Here’s a list of other things that never happen at brick and mortar bookstores. They never:

  • loose electricity
  • have long checkout lines
  • are out of stock of the book you want
  • go out of business
  • Seriously, I love brick and mortar stores and I also love Amazon. Both will go on as soon as they fix this problem. And I hope they do it soon because I’m trying to download Gena Showalter’s Darkest Lies to my Kindle.

    Sorry, Spaceman.

    No sex in space? Yeah right. Is this guy serious? Theoretically speaking – because (and this is a whole other rant) it doesn’t look like we’ll get out of the 80s anytime soon as far as space exploration goes – if men and women are in close proximity to each other for months or years at a time, sex is going to happen. I would not be surprised if it had already happened.

    And leave it to the Japanese to ask this question! I love them. Poindexter (really?) probably wet himself over this question.

    People Never Believe It

    When I tell people that romance authors are some of the smartest around they never believe me. Now I’m going to send them this USA Today article, Scholarly Writers Empower the Romance Genre, when they roll their eyes after asking what I’m reading.

    I maintain that romance authors (in all sub genres) are the most intelligent and honest writers out there. I’ve never read a romance author (and by that, I mean an author first and foremost categorized/shelved under romance) that belittled his or her readers with an attitude of intellectual superiority in their writing. I have read authors whose works were described as romances that have done just that.

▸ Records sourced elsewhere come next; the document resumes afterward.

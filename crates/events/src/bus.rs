//! Event publishing/subscription abstraction (mechanics only).
//!
//! The bus distributes notifications from the stock core to its collaborators
//! (XP tracker, toast/notice surface, loggers). It is **transport-agnostic**
//! and **non-persistent**: a publish is fire-and-forget from the core's point
//! of view, and a failed publish never rolls back the mutation that caused it.

use std::sync::Arc;
use std::sync::mpsc::Receiver;
use std::time::Duration;

/// A subscription to an event stream.
///
/// Each subscription receives a copy of every message published after it was
/// created (broadcast semantics), in publication order.
///
/// ```ignore
/// let subscription = bus.subscribe();
/// while let Ok(envelope) = subscription.try_recv() {
///     render_toast(envelope.payload());
/// }
/// ```
#[derive(Debug)]
pub struct Subscription<M> {
    receiver: Receiver<M>,
}

impl<M> Subscription<M> {
    pub fn new(receiver: Receiver<M>) -> Self {
        Self { receiver }
    }

    /// Block until the next message is available.
    pub fn recv(&self) -> Result<M, std::sync::mpsc::RecvError> {
        self.receiver.recv()
    }

    /// Try to receive a message without blocking.
    pub fn try_recv(&self) -> Result<M, std::sync::mpsc::TryRecvError> {
        self.receiver.try_recv()
    }

    /// Block for up to `timeout` waiting for a message.
    pub fn recv_timeout(&self, timeout: Duration) -> Result<M, std::sync::mpsc::RecvTimeoutError> {
        self.receiver.recv_timeout(timeout)
    }

    /// Drain everything currently queued without blocking.
    pub fn drain(&self) -> Vec<M> {
        self.receiver.try_iter().collect()
    }
}

/// Domain-agnostic event bus (pub/sub abstraction).
///
/// The trait requires `Send + Sync` so a bus handle can be shared with a
/// background refresh task.
pub trait EventBus<M>: Send + Sync {
    type Error: core::fmt::Debug + Send + Sync + 'static;

    fn publish(&self, message: M) -> Result<(), Self::Error>;

    fn subscribe(&self) -> Subscription<M>;
}

impl<M, B> EventBus<M> for Arc<B>
where
    B: EventBus<M> + ?Sized,
{
    type Error = B::Error;

    fn publish(&self, message: M) -> Result<(), Self::Error> {
        (**self).publish(message)
    }

    fn subscribe(&self) -> Subscription<M> {
        (**self).subscribe()
    }
}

    In conclusion, don’t ever read an Oprah recommendation.
    *COUGHTIMETRAVELERSWIFECOUGH*

    *I HATED this book. YMMV.

    A Behind the Scenes Look

    There’s a really good article about erotic romance author and publisher Irene Williams, (A. K. A. Treva Harte) Loose-Id, and the erotic romance publishing industry in The Washington Post. I’ve enjoyed several of her books and Loose-Id is definitely one of my top go-tos for erotic romance. I think they have excellent editing, whereas more and more I’m finding that the quality of editing at Elloras Cave has really gone down.

    This is kind of discouraging though:

    With the same competitiveness that distinguishes the gates of Manhattan’s big commercial publishers, Loose Id is not for the rookie or wannabe romantica writer. “Our acceptance rate for new submissions is 4 percent,” says DeSalvo herself an author.

    But I guess that’s why they have a higher quality than some of the other sites. Because I know they get a lot of crap. Just from my limited experience having been involved in beta-ing fanfiction, I know they have tales to tell. Now that’s what I’d love to hear about in the next interview. Tales from the romantica Slush Pile.

    Make sure you watch the video. Her husband is a hoot.